Although a marine biologist by trade, Anderson calls himself “an old fashioned naturalist” and it was the simple observation of thousands of dragonflies descending on the Maldives each October that got him wondering about their origin and destination. He knew that the Maldives were not their ultimate destination because there is no dragonfly breeding habitat (rain-fed temporary ponds) on the island.
He began to bring together observations from India and east Africa and studied the timing of sightings in relation to seasonal weather patterns. This approach led to the breakthrough that the Maldives dragonflies were just passing through, on the way to east Africa from India.
They were following the monsoon rains from one continent to another. As the rains moved to Africa, the dragonflies followed and when the rains moved back to India, the dragonflies returned there. Like monarch butterflies, the full migration circuit takes multiple generations of dragonflies to complete.
This same species, the wandering glider, is widespread in North America but much less is known about its migration on this continent. We do know that they migrate northward from the tropics and subtropics in spring, breeding along the way, with some finding their way as far north as the U.S.-Canada border in summer before returning south again in the fall.
It’s not just the wandering glider that is migrating. There’s also the green darner, the spot-winged glider, black saddlebags, and variegated meadowhawk. There are eleven additional species suspected to migrate. The state of knowledge is scant enough that we can be sure that more species will be added to this list over time.
Migrating insects might be the foundation of an airborne ecosystem that wings its way north and south with the seasons. Beyond sketching out their migration biology, the next step is to understand the ecological role of migrating dragonflies. From studies of the green darner and wandering glider, we know that dragonflies are using the same migration strategies and timing as migratory birds, moving when the winds are favorable in the fall and spring.
Because migratory birds and migratory insects are traveling at the same times and concentrating at the same places, it’s likely that certain birds are exploiting this abundance of dragonflies to fuel their own migration. For example, kestrels and merlins have been observed feasting on migrating dragonfly swarms.
A Science Mystery You Can Help Solve
Solving the mysteries of dragonfly migration can be done only with the help of many “old fashioned naturalists” keeping an eye out for swarms of traveling dragonflies. The best way to help is by participating in a collaborative effort led by the Xerces Society known as the Migratory Dragonfly Partnership. This group is asking for the help of citizen scientists across the continent to contribute their observations in order to piece together the puzzle of dragonfly migration.

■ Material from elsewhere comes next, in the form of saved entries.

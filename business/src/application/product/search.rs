use std::sync::Arc;

use async_trait::async_trait;

use crate::domain::logger::Logger;
use crate::domain::product::errors::ProductError;
use crate::domain::product::model::Product;
use crate::domain::product::repository::ProductRepository;
use crate::domain::product::use_cases::search::{SearchProductsParams, SearchProductsUseCase};

pub struct SearchProductsUseCaseImpl {
    pub repository: Arc<dyn ProductRepository>,
    pub logger: Arc<dyn Logger>,
}

#[async_trait]
impl SearchProductsUseCase for SearchProductsUseCaseImpl {
    async fn execute(&self, params: SearchProductsParams) -> Result<Vec<Product>, ProductError> {
        self.logger
            .info(&format!("Searching products for '{}'", params.query));
        let products = self.repository.search(&params.query).await?;
        self.logger
            .info(&format!("Search matched {} products", products.len()));
        Ok(products)
    }
}
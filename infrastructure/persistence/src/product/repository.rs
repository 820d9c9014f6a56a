use std::sync::Arc;

use async_trait::async_trait;

use business::domain::errors::RepositoryError;
use business::domain::product::model::{Product, ProductList};
use business::domain::product::repository::ProductRepository;
use business::domain::shared::value_objects::ProductId;

use crate::catalog::CatalogStore;

/// Product query service over an in-memory [`CatalogStore`]. Stateless apart
/// from the shared store handle; never fails.
pub struct ProductRepositoryInMemory {
    store: Arc<CatalogStore>,
}

impl ProductRepositoryInMemory {
    pub fn new(store: Arc<CatalogStore>) -> Self {
        Self { store }
    }

    fn filter(&self, predicate: impl Fn(&Product) -> bool) -> Vec<Product> {
        self.store
            .products()
            .iter()
            .filter(|&p| predicate(p))
            .cloned()
            .collect()
    }
}

#[async_trait]
impl ProductRepository for ProductRepositoryInMemory {
    async fn list_all(&self) -> Result<Vec<Product>, RepositoryError> {
        Ok(self.store.products().to_vec())
    }

    async fn get_by_id(&self, id: &ProductId) -> Result<Option<Product>, RepositoryError> {
        Ok(self.store.products().iter().find(|p| &p.id == id).cloned())
    }

    async fn list_by_category(&self, category: &str) -> Result<Vec<Product>, RepositoryError> {
        Ok(self.filter(|p| p.matches_category(category)))
    }

    async fn search(&self, query: &str) -> Result<Vec<Product>, RepositoryError> {
        Ok(self.filter(|p| p.matches_query(query)))
    }

    async fn list_paged(&self) -> Result<ProductList, RepositoryError> {
        let products = self.list_all().await?;
        Ok(ProductList::single_page(products))
    }
}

Beyond the migratory species, there are a total of 316 dragonfly species in North America (and 141 species of damselflies, their close realtives). Fortunately, there are now many field guides that can help identify dragonflies. A good place to start is Odonata Central, which has news on the latest field guides and species checklists by county. Dragonfly watching is a great complement to birding because just as bird activity settles down in the late morning, dragonflies and other insects become more active as the day warms up.